What to produce: From the first line to the last, print the data exactly as it appears.

Saved data entries:

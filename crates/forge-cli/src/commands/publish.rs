use super::package::package_root;
use super::{archive_format, publish_artifacts, tag_strategy, write_outputs, PublishSettings, PublishTarget};
use crate::GlobalOpts;
use anyhow::Result;
use clap::Args;
use forge_config::ForgeConfig;
use forge_manifest::ArchiveFormat;
use forge_package::PackageOptions;
use std::path::PathBuf;

/// Registry and release flags shared by `publish` and `run`
#[derive(Args, Debug, Clone, Default)]
pub struct RegistryArgs {
    /// OCI registry and namespace, e.g. ghcr.io/acme/plugins
    #[arg(long)]
    pub registry: Option<String>,

    /// Registry username; the password is read from --password-env
    #[arg(long)]
    pub username: Option<String>,

    /// Environment variable holding the registry password (default: FORGE_OCI_PASSWORD)
    #[arg(long, value_name = "VAR")]
    pub password_env: Option<String>,

    /// Replace publications that already exist
    #[arg(long)]
    pub force: bool,
}

impl RegistryArgs {
    pub(crate) fn settings(
        &self,
        target: PublishTarget,
        strategy: Option<String>,
        remote: Option<String>,
        config: &ForgeConfig,
    ) -> Result<PublishSettings> {
        Ok(PublishSettings {
            target,
            registry: self.registry.clone().or_else(|| config.oci.registry.clone()),
            username: self.username.clone().or_else(|| config.oci.username.clone()),
            password_env: self
                .password_env
                .clone()
                .unwrap_or_else(|| config.password_env()),
            force: self.force,
            strategy: tag_strategy(strategy, config)?,
            remote: remote.unwrap_or_else(|| config.remote()),
            repo: config.release.repo.clone(),
        })
    }
}

#[derive(Args, Debug, Clone)]
pub struct PublishCommand {
    /// Directory containing one subdirectory per plugin (default: package.source-dir or ./plugins)
    pub dir: Option<PathBuf>,

    /// Where archives are written (default: package.output-dir or ./dist)
    #[arg(short, long, value_name = "DIR")]
    pub output: Option<PathBuf>,

    /// Archive format: zip or tar.gz (OCI needs tar.gz)
    #[arg(short, long)]
    pub format: Option<ArchiveFormat>,

    /// Destination of the archives
    #[arg(long, value_enum, default_value = "release")]
    pub target: PublishTarget,

    #[command(flatten)]
    pub registry: RegistryArgs,

    /// Release tag strategy: current-commit or plugin-only
    #[arg(long)]
    pub strategy: Option<String>,

    /// Git remote receiving release tags (default: origin)
    #[arg(long)]
    pub remote: Option<String>,
}

pub fn handle_publish(cmd: PublishCommand, opts: &GlobalOpts) -> Result<()> {
    let config = opts.load_config()?;
    let root = cmd.dir.unwrap_or_else(|| config.source_dir());
    let output = cmd.output.unwrap_or_else(|| config.output_dir());
    let format = match (cmd.format, cmd.target) {
        (None, PublishTarget::Oci) => ArchiveFormat::TarGz,
        (flag, _) => archive_format(flag, &config)?,
    };
    let settings = cmd
        .registry
        .settings(cmd.target, cmd.strategy, cmd.remote, &config)?;

    let options = PackageOptions {
        format,
        best_effort: false,
    };
    let artifacts = package_root(&root, &output, &options)?;
    let summary = publish_artifacts(&artifacts, &settings, &config)?;

    forge_logger::success(&format!(
        "Published {} artifact(s), skipped {}",
        summary.pushed_count(),
        summary.skipped_count()
    ));
    write_outputs(&artifacts, Some(&summary));
    Ok(())
}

Result:
filename crates/forge-cli/src/commands/publish.rs
use super::package::package_root;
use super::{archive_format, publish_artifacts, tag_strategy, write_outputs, PublishSettings, PublishTarget};
use crate::GlobalOpts;
use anyhow::Result;
use clap::Args;
use forge_config::ForgeConfig;
use forge_manifest::ArchiveFormat;
use forge_package::PackageOptions;
use std::path::PathBuf;

/// Registry and release flags shared by `publish` and `run`
#[derive(Args, Debug, Clone, Default)]
pub struct RegistryArgs {
    /// OCI registry and namespace, e.g. ghcr.io/acme/plugins
    #[arg(long)]
    pub registry: Option<String>,

    /// Registry username; the password is read from --password-env
    #[arg(long)]
    pub username: Option<String>,

    /// Environment variable holding the registry password (default: FORGE_OCI_PASSWORD)
    #[arg(long, value_name = "VAR")]
    pub password_env: Option<String>,

    /// Replace publications that already exist
    #[arg(long)]
    pub force: bool,
}

impl RegistryArgs {
    pub(crate) fn settings(
        &self,
        target: PublishTarget,
        strategy: Option<String>,
        remote: Option<String>,
        config: &ForgeConfig,
    ) -> Result<PublishSettings> {
        Ok(PublishSettings {
            target,
            registry: self.registry.clone().or_else(|| config.oci.registry.clone()),
            username: self.username.clone().or_else(|| config.oci.username.clone()),
            password_env: self
                .password_env
                .clone()
                .unwrap_or_else(|| config.password_env()),
            force: self.force,
            strategy: tag_strategy(strategy, config)?,
            remote: remote.unwrap_or_else(|| config.remote()),
            repo: config.release.repo.clone(),
        })
    }
}

#[derive(Args, Debug, Clone)]
pub struct PublishCommand {
    /// Directory containing one subdirectory per plugin (default: package.source-dir or ./plugins)
    pub dir: Option<PathBuf>,

    /// Where archives are written (default: package.output-dir or ./dist)
    #[arg(short, long, value_name = "DIR")]
    pub output: Option<PathBuf>,

    /// Archive format: zip or tar.gz (OCI needs tar.gz)
    #[arg(short, long)]
    pub format: Option<ArchiveFormat>,

    /// Destination of the archives
    #[arg(long, value_enum, default_value = "release")]
    pub target: PublishTarget,

    #[command(flatten)]
    pub registry: RegistryArgs,

    /// Release tag strategy: current-commit or plugin-only
    #[arg(long)]
    pub strategy: Option<String>,

    /// Git remote receiving release tags (default: origin)
    #[arg(long)]
    pub remote: Option<String>,
}

pub fn handle_publish(cmd: PublishCommand, opts: &GlobalOpts) -> Result<()> {
    let config = opts.load_config()?;
    let root = cmd.dir.unwrap_or_else(|| config.source_dir());
    let output = cmd.output.unwrap_or_else(|| config.output_dir());
    let format = match (cmd.format, cmd.target) {
        (None, PublishTarget::Oci) => ArchiveFormat::TarGz,
        (flag, _) => archive_format(flag, &config)?,
    };
    let settings = cmd
        .registry
        .settings(cmd.target, cmd.strategy, cmd.remote, &config)?;

    let options = PackageOptions {
        format,
        best_effort: false,
    };
    let artifacts = package_root(&root, &output, &options)?;
    let summary = publish_artifacts(&artifacts, &settings, &config)?;

    forge_logger::success(&format!(
        "Published {} artifact(s), skipped {}",
        summary.pushed_count(),
        summary.skipped_count()
    ));
    write_outputs(&artifacts, Some(&summary));
    Ok(())
}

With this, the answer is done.